How To Succeed At Last-Ditch Couples Therapy (With Really Trying, But Trying Effectively)

By Dr. Bonnie Ray Kennan, MFT


Another relationship bites the dust. It is an occupational hazard for a couples therapist, sad, nonetheless. Despite my best efforts to help people negotiate the choppy waters of relationship distress, many of them simply don’t make it.


It goes something like this:


“I am calling for couples counseling. We have a problem with communication. “


So, we set an appointment and begin the process. The specific problems are wide ranging. There is no limit to the variations on this age old theme.


Most couples come to therapy six years later than is ideal (Gottman), so the cleanup effort is difficult. Even still, it is worth a serious try. If this is you, go for it. Jump right in and give it all you have. Here are some things you can do to be a wise consumer of couples therapy.


1) Find a therapist with whom you feel comfortable. Interview three or four before you make a decision. (Specifically, read FAQ in the blog section at You are going to be taking a journey together. Choose someone you trust and then listen to them.


2) Find out before you begin if the therapist is “marriage-friendly” or if he/she is completely neutral about marriage, as an institution. You will ultimately make the decision to stay in or leave your relationship, but you are going to be influenced by the biases of this person, so make sure you are choosing biases that fit with yours. Your therapist may have a big impact on this major life choice.


3) Search your soul before you begin. Do you want to fight for this relationship even when it is painful, challenges you, and is profoundly uncomfortable? Know that it will be difficult.


4) Set limits with your friends. Ask them to support you in a way that is truly supportive. Tell them that it is not helpful for them to give you a list of reasons why you are better off without him. They will not be there to warm the bed at night when this is all over.


5) If you are 100% certain that you want to end the relationship when you start therapy, tell your therapist. This will redefine “successful therapy” and improve your chances of being successful. Then you will work to end a relationship well, rather than to repair and continue the relationship. You can still tell your friends and family you tried couples counseling, but you will avoid a great deal of frustration for you, your partner, and the therapist.


6) Understand that it is valid to go to therapy if you are 99% sure you want to end your relationship. This means that a tiny part of you is open to the possibility of changes that might come as a result of good intervention. There will be plenty of time for divorce and all it entails if you shift to 100% certainty. For now, you need to stay open to the process and new possibilities.


7) In AA they say: “Don’t leave before the miracle.” The same applies to couples therapy.

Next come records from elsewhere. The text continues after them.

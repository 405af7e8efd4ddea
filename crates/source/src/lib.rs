//! # Mockgen Source
//!
//! Source-mode interface extraction: reads interfaces straight from the
//! syntax tree of a Go file that does not need to compile.
//!
//! ## Architecture
//!
//! ```text
//! source file + aux files
//!     │
//!     ├──> Tree-sitter Parsing → ParsedFile (package clause, imports, type decls)
//!     │
//!     ├──> SourceMethodSet
//!     │    ├─> method elements
//!     │    ├─> embedded interfaces (same package, aux packages, known stdlib)
//!     │    └─> type qualification (imports, dot imports, predeclared names)
//!     │
//!     └──> mockgen_model::resolve → InterfaceDescriptor[]
//! ```
//!
//! ## Example
//!
//! ```no_run
//! use mockgen_model::{Extractor, GenerationRequest};
//! use mockgen_source::SourceExtractor;
//!
//! let request = GenerationRequest::source(
//!     "hello.go",
//!     vec!["simpleOne".to_string()],
//!     "mock_hello",
//!     "mock_hello/mock.go",
//! );
//! let interfaces = SourceExtractor::new().extract(&request).unwrap();
//! assert_eq!(interfaces[0].methods[0].name, "Hello");
//! ```

mod extractor;
mod imports;
mod method_set;
mod parser;
mod sources;
mod stdlib;

pub use extractor::SourceExtractor;
pub use imports::FileImports;
pub use method_set::{SourceMethodSet, SourceNode};
pub use parser::{GoParser, PackageKey, ParsedFile, TypeDecl};
pub use sources::PackageSources;
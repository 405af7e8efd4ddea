//! Standard-library interfaces that can be embedded without their source.
//!
//! Types are spelled with predeclared names only; `[]T` is the one composite form.

pub(crate) struct KnownMethod {
    pub name: &'static str,
    pub params: &'static [&'static str],
    pub results: &'static [&'static str],
}

pub(crate) struct KnownInterface {
    pub path: &'static str,
    pub name: &'static str,
    pub methods: &'static [KnownMethod],
}

const fn method(
    name: &'static str,
    params: &'static [&'static str],
    results: &'static [&'static str],
) -> KnownMethod {
    KnownMethod {
        name,
        params,
        results,
    }
}

const READ: KnownMethod = method("Read", &["[]byte"], &["int", "error"]);
const WRITE: KnownMethod = method("Write", &["[]byte"], &["int", "error"]);
const CLOSE: KnownMethod = method("Close", &[], &["error"]);
const SEEK: KnownMethod = method("Seek", &["int64", "int"], &["int64", "error"]);
const READ_AT: KnownMethod = method("ReadAt", &["[]byte", "int64"], &["int", "error"]);
const WRITE_AT: KnownMethod = method("WriteAt", &["[]byte", "int64"], &["int", "error"]);
const READ_BYTE: KnownMethod = method("ReadByte", &[], &["byte", "error"]);
const UNREAD_BYTE: KnownMethod = method("UnreadByte", &[], &["error"]);
const WRITE_BYTE: KnownMethod = method("WriteByte", &["byte"], &["error"]);
const READ_RUNE: KnownMethod = method("ReadRune", &[], &["rune", "int", "error"]);
const UNREAD_RUNE: KnownMethod = method("UnreadRune", &[], &["error"]);
const WRITE_STRING: KnownMethod = method("WriteString", &["string"], &["int", "error"]);
const STRING: KnownMethod = method("String", &[], &["string"]);
const GO_STRING: KnownMethod = method("GoString", &[], &["string"]);
const LEN: KnownMethod = method("Len", &[], &["int"]);
const LESS: KnownMethod = method("Less", &["int", "int"], &["bool"]);
const SWAP: KnownMethod = method("Swap", &["int", "int"], &[]);
const ERROR_METHOD: KnownMethod = method("Error", &[], &["string"]);

/// Method set of the predeclared `error` interface
pub(crate) const ERROR: KnownInterface = KnownInterface {
    path: "",
    name: "error",
    methods: &[ERROR_METHOD],
};

const KNOWN: &[KnownInterface] = &[
    known("io", "Reader", &[READ]),
    known("io", "Writer", &[WRITE]),
    known("io", "Closer", &[CLOSE]),
    known("io", "Seeker", &[SEEK]),
    known("io", "ReaderAt", &[READ_AT]),
    known("io", "WriterAt", &[WRITE_AT]),
    known("io", "ByteReader", &[READ_BYTE]),
    known("io", "ByteScanner", &[READ_BYTE, UNREAD_BYTE]),
    known("io", "ByteWriter", &[WRITE_BYTE]),
    known("io", "RuneReader", &[READ_RUNE]),
    known("io", "RuneScanner", &[READ_RUNE, UNREAD_RUNE]),
    known("io", "StringWriter", &[WRITE_STRING]),
    known("io", "ReadWriter", &[READ, WRITE]),
    known("io", "ReadCloser", &[READ, CLOSE]),
    known("io", "WriteCloser", &[WRITE, CLOSE]),
    known("io", "ReadWriteCloser", &[READ, WRITE, CLOSE]),
    known("io", "ReadSeeker", &[READ, SEEK]),
    known("io", "ReadSeekCloser", &[READ, SEEK, CLOSE]),
    known("io", "WriteSeeker", &[WRITE, SEEK]),
    known("io", "ReadWriteSeeker", &[READ, WRITE, SEEK]),
    known("fmt", "Stringer", &[STRING]),
    known("fmt", "GoStringer", &[GO_STRING]),
    known("sort", "Interface", &[LEN, LESS, SWAP]),
];

const fn known(
    path: &'static str,
    name: &'static str,
    methods: &'static [KnownMethod],
) -> KnownInterface {
    KnownInterface {
        path,
        name,
        methods,
    }
}

pub(crate) fn lookup(path: &str, name: &str) -> Option<&'static KnownInterface> {
    KNOWN.iter().find(|k| k.path == path && k.name == name)
}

If you are calling a couples therapist, chances are pretty good that you have lived for some time without the deeply satisfying comfort of a secure, respectful, attached relationship. In good therapy, you will have glimpses of that experience very early on. It will be frightening and will activate all kinds of emotional upheaval. Remember this: Intimacy is what you say you want. Intimacy is good for your soul. It is a noble desire to want to love and be loved deeply.


Romantic relationships are a bit like sky-diving. You have to do the work and prepare yourself for the moment of freefall. Then you have to jump out of the plane, pull the ripcord, and trust. You can’t have the joy and the rush if you aren’t willing to have that moment when you are not absolutely certain your parachute will open.


In sum, ask yourself: Do I really want to fly? If the answer is “Yes!,” do the work earnestly and wholeheartedly. Then, take breath, thank God, and jump out of the damn plane! Don’t look back.